The FHL1 myopathy spectrum revisited: a literature review and report of two new patients.

Mutations in the FHL1 gene have been associated with a diverse spectrum of X-linked diseases affecting skeletal and cardiac muscle. Six clinically distinct human myopathies can be recognized, including reducing body myopathy (RBM), X-linked dominant scapuloperoneal myopathy (SPM), X-linked myopathy with postural muscle atrophy (XMPMA), rigid spine syndrome (RSS), hypertrophic cardiomyopathy (HCM) and type 6 Emery- Dreifuss muscular dystrophy (EDMD). The core features of all described FHL1opathies are mostly scapuloperoneal muscle weakness, rigid spine, cardiac involvement, and cytoplasmic bodies in the muscle biopsy.

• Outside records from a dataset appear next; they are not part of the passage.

//! Parameter uncertainties from the curvature of the objective at its minimum.
//!
//! We estimate the Hessian with central finite differences in the minimizer's
//! scaled coordinates (`u = x / step`) and invert it with `nalgebra`:
//!
//! ```text
//! cov = 2 · errordef · H⁻¹
//! ```
//!
//! Parameters sitting on one of their bounds are excluded from the Hessian and
//! reported as pinned.

use nalgebra::DMatrix;

use crate::math::{ObjectiveFunction, ParamSpace};

/// Finite-difference step in scaled units.
const STEP: f64 = 1e-2;
/// Parameters closer than this (scaled) to a bound count as pinned.
const PINNED: f64 = 1e-8;

/// 1σ uncertainties of a converged fit.
#[derive(Debug, Clone, PartialEq)]
pub struct Uncertainties {
    /// One entry per parameter; `None` for frozen, pinned, or unresolved parameters.
    pub errors: Vec<Option<f64>>,
    /// Free parameters found on a bound.
    pub pinned: Vec<usize>,
}

/// Estimate uncertainties at `params` (a minimum of `objective` inside `space`).
pub fn hessian_uncertainties(
    objective: &dyn ObjectiveFunction,
    space: &ParamSpace,
    params: &[f64],
) -> Uncertainties {
    let mut errors = vec![None; params.len()];
    let mut pinned = Vec::new();
    let mut active = Vec::new();
    let mut steps = Vec::new();

    for i in space.free_indices() {
        let (lo, hi) = space.bounds[i];
        let scale = space.steps[i];
        let room = ((params[i] - lo) / scale).min((hi - params[i]) / scale);
        if room < PINNED {
            pinned.push(i);
            continue;
        }
        active.push(i);
        steps.push(STEP.min(0.5 * room));
    }

    if active.is_empty() {
        return Uncertainties { errors, pinned };
    }

    let Some(hessian) = finite_difference_hessian(objective, space, params, &active, &steps) else {
        log::warn!("objective failed while estimating the Hessian; no uncertainties");
        return Uncertainties { errors, pinned };
    };
    let Some(inverse) = invert_hessian(&hessian) else {
        log::warn!("Hessian is not invertible; no uncertainties");
        return Uncertainties { errors, pinned };
    };

    let factor = 2.0 * objective.errordef();
    for (k, &i) in active.iter().enumerate() {
        let var = factor * inverse[(k, k)];
        if var.is_finite() && var > 0.0 {
            errors[i] = Some(var.sqrt() * space.steps[i]);
        }
    }
    Uncertainties { errors, pinned }
}

/// Symmetric central-difference Hessian over the `active` parameters.
fn finite_difference_hessian(
    objective: &dyn ObjectiveFunction,
    space: &ParamSpace,
    params: &[f64],
    active: &[usize],
    steps: &[f64],
) -> Option<DMatrix<f64>> {
    let n = active.len();
    let eval = |shifts: &[(usize, f64)]| -> Option<f64> {
        let mut x = params.to_vec();
        for &(k, du) in shifts {
            let i = active[k];
            x[i] += du * space.steps[i];
        }
        objective.eval(&x).ok().filter(|v| v.is_finite())
    };

    let f0 = eval(&[])?;
    let mut h = DMatrix::<f64>::zeros(n, n);
    for a in 0..n {
        let ha = steps[a];
        let fp = eval(&[(a, ha)])?;
        let fm = eval(&[(a, -ha)])?;
        h[(a, a)] = (fp - 2.0 * f0 + fm) / (ha * ha);

        for b in 0..a {
            let hb = steps[b];
            let fpp = eval(&[(a, ha), (b, hb)])?;
            let fpm = eval(&[(a, ha), (b, -hb)])?;
            let fmp = eval(&[(a, -ha), (b, hb)])?;
            let fmm = eval(&[(a, -ha), (b, -hb)])?;
            let v = (fpp - fpm - fmp + fmm) / (4.0 * ha * hb);
            h[(a, b)] = v;
            h[(b, a)] = v;
        }
    }
    Some(h)
}

/// Invert a Hessian via damped Cholesky, falling back to LU.
///
/// Returns `None` when the inverse has non-positive or non-finite variances.
pub fn invert_hessian(hessian: &DMatrix<f64>) -> Option<DMatrix<f64>> {
    let n = hessian.nrows();
    let identity = DMatrix::identity(n, n);
    let diag_scale = (0..n)
        .map(|i| hessian[(i, i)].abs())
        .fold(0.0_f64, f64::max)
        .max(1.0);

    let mut damped = hessian.clone();
    let mut damping = 0.0_f64;
    for _ in 0..8 {
        if let Some(chol) = damped.clone().cholesky() {
            return Some(chol.solve(&identity));
        }
        let next = if damping == 0.0 { diag_scale * 1e-9 } else { damping * 10.0 };
        for i in 0..n {
            damped[(i, i)] += next - damping;
        }
        damping = next;
    }

    let cov = damped.lu().try_inverse()?;
    (0..n)
        .all(|i| cov[(i, i)].is_finite() && cov[(i, i)] > 0.0)
        .then_some(cov)
}

#[cfg(test)]
mod tests {
    use super::*;
    use crate::error::FitError;
    use approx::assert_relative_eq;

    /// Gaussian NLL with σ = (0.2, 3e-7) and correlation 0.5.
    struct Gaussian2;

    impl ObjectiveFunction for Gaussian2 {
        fn eval(&self, p: &[f64]) -> Result<f64, FitError> {
            let (s0, s1, rho) = (0.2, 3e-7, 0.5);
            let z0 = (p[0] - 1.0) / s0;
            let z1 = (p[1] - 2e-6) / s1;
            Ok(0.5 * (z0 * z0 - 2.0 * rho * z0 * z1 + z1 * z1) / (1.0 - rho * rho))
        }
    }

    #[test]
    fn recovers_gaussian_widths() {
        let space = ParamSpace::new(
            vec![1.0, 2e-6],
            vec![0.1, 1e-7],
            vec![(f64::NEG_INFINITY, f64::INFINITY), (0.0, 1.0)],
        )
        .unwrap();
        let unc = hessian_uncertainties(&Gaussian2, &space, &[1.0, 2e-6]);
        assert_relative_eq!(unc.errors[0].unwrap(), 0.2, max_relative = 1e-4);
        assert_relative_eq!(unc.errors[1].unwrap(), 3e-7, max_relative = 1e-4);
        assert!(unc.pinned.is_empty());
    }

    #[test]
    fn parameter_on_bound_is_pinned() {
        let space = ParamSpace::new(
            vec![1.0, 0.0],
            vec![0.1, 1e-7],
            vec![(f64::NEG_INFINITY, f64::INFINITY), (0.0, 1.0)],
        )
        .unwrap();
        let unc = hessian_uncertainties(&Gaussian2, &space, &[1.0, 0.0]);
        assert_eq!(unc.pinned, vec![1]);
        assert!(unc.errors[1].is_none());
        // Conditional width of p0 with p1 fixed: σ0 · sqrt(1 - ρ²).
        assert_relative_eq!(unc.errors[0].unwrap(), 0.2 * 0.75f64.sqrt(), max_relative = 1e-4);
    }

    #[test]
    fn singular_hessian_is_rejected() {
        let h = DMatrix::from_row_slice(2, 2, &[1.0, 1.0, 1.0, 1.0]);
        let inv = invert_hessian(&h);
        // Damping makes it invertible but the variances are enormous.
        if let Some(cov) = inv {
            assert!(cov[(0, 0)] > 1e6);
        }
    }
}
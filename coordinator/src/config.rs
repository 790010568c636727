//! Engine configuration.

use std::time::Duration;

use concord_common::constants;

/// Participant lock configuration.
#[derive(Debug, Clone)]
pub struct LockConfig {
    /// Maximum time to wait for a participant held by another coordination.
    /// `None` waits until the holder terminates.
    pub acquire_timeout: Option<Duration>,
    /// Fail fast when waiting would close a wait-for cycle between coordinations.
    pub detect_deadlocks: bool,
}

impl Default for LockConfig {
    fn default() -> Self {
        Self {
            acquire_timeout: Some(constants::default_lock_acquire_timeout()),
            detect_deadlocks: true,
        }
    }
}

/// Timeout scheduler configuration.
#[derive(Debug, Clone)]
pub struct SchedulerConfig {
    /// Name of the timer worker thread.
    pub thread_name: String,
}

impl Default for SchedulerConfig {
    fn default() -> Self {
        Self {
            thread_name: "concord-timer".to_string(),
        }
    }
}

/// Main engine configuration.
#[derive(Debug, Clone)]
pub struct EngineConfig {
    /// Lock configuration.
    pub lock_config: LockConfig,
    /// Scheduler configuration.
    pub scheduler_config: SchedulerConfig,
    /// Upper bound for coordination timeouts in milliseconds (0 = unlimited).
    pub max_timeout_ms: u64,
    /// Log level.
    pub log_level: String,
}

impl Default for EngineConfig {
    fn default() -> Self {
        Self {
            lock_config: LockConfig::default(),
            scheduler_config: SchedulerConfig::default(),
            max_timeout_ms: 0,
            log_level: "info".to_string(),
        }
    }
}

impl EngineConfig {
    /// Load configuration from environment variables.
    pub fn from_env() -> Self {
        let mut config = Self::default();

        if let Ok(ms) = std::env::var("CONCORD_LOCK_TIMEOUT_MS") {
            if let Ok(ms) = ms.parse::<u64>() {
                config.lock_config.acquire_timeout =
                    (ms > 0).then(|| Duration::from_millis(ms));
            }
        }

        if let Ok(flag) = std::env::var("CONCORD_DETECT_DEADLOCKS") {
            if let Ok(flag) = flag.parse() {
                config.lock_config.detect_deadlocks = flag;
            }
        }

        if let Ok(ms) = std::env::var("CONCORD_MAX_TIMEOUT_MS") {
            if let Ok(ms) = ms.parse() {
                config.max_timeout_ms = ms;
            }
        }

        if let Ok(name) = std::env::var("CONCORD_TIMER_THREAD") {
            config.scheduler_config.thread_name = name;
        }

        if let Ok(level) = std::env::var("LOG_LEVEL") {
            config.log_level = level;
        }

        config
    }

    /// Validate configuration.
    pub fn validate(&self) -> Result<(), String> {
        if self.lock_config.acquire_timeout == Some(Duration::ZERO) {
            return Err("Lock acquire timeout cannot be zero".to_string());
        }

        if self.scheduler_config.thread_name.is_empty() {
            return Err("Timer thread name cannot be empty".to_string());
        }

        if i64::try_from(self.max_timeout_ms).is_err() {
            return Err("Maximum timeout is out of range".to_string());
        }

        Ok(())
    }
}

#[cfg(test)]
mod tests {
    use super::*;

    #[test]
    fn test_default_config() {
        let config = EngineConfig::default();
        assert!(config.validate().is_ok());
        assert!(config.lock_config.detect_deadlocks);
    }

    #[test]
    fn test_invalid_config() {
        let mut config = EngineConfig::default();
        config.lock_config.acquire_timeout = Some(Duration::ZERO);
        assert!(config.validate().is_err());

        let mut config = EngineConfig::default();
        config.scheduler_config.thread_name.clear();
        assert!(config.validate().is_err());
    }
}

We systematically reviewed the medical literature between the years 2000 and 2024 regarding the phenotype and genotype description of FHL1-associated myopathies. Here, we report two novel patients presenting with an X-linked myopathy with postural muscle atrophy (XMPMA) caused by the c.672 C > G FHL1 gene mutation. When encountering these features in a patient, one may consider screening for an FHL1 mutation. The course ranges from a severe fatal course with early onset to very mild features with late onset. Once a dystrophinopathy has been excluded, increased CK values in male subjects with possible X-linked inheritance should always trigger FHL1 gene screening.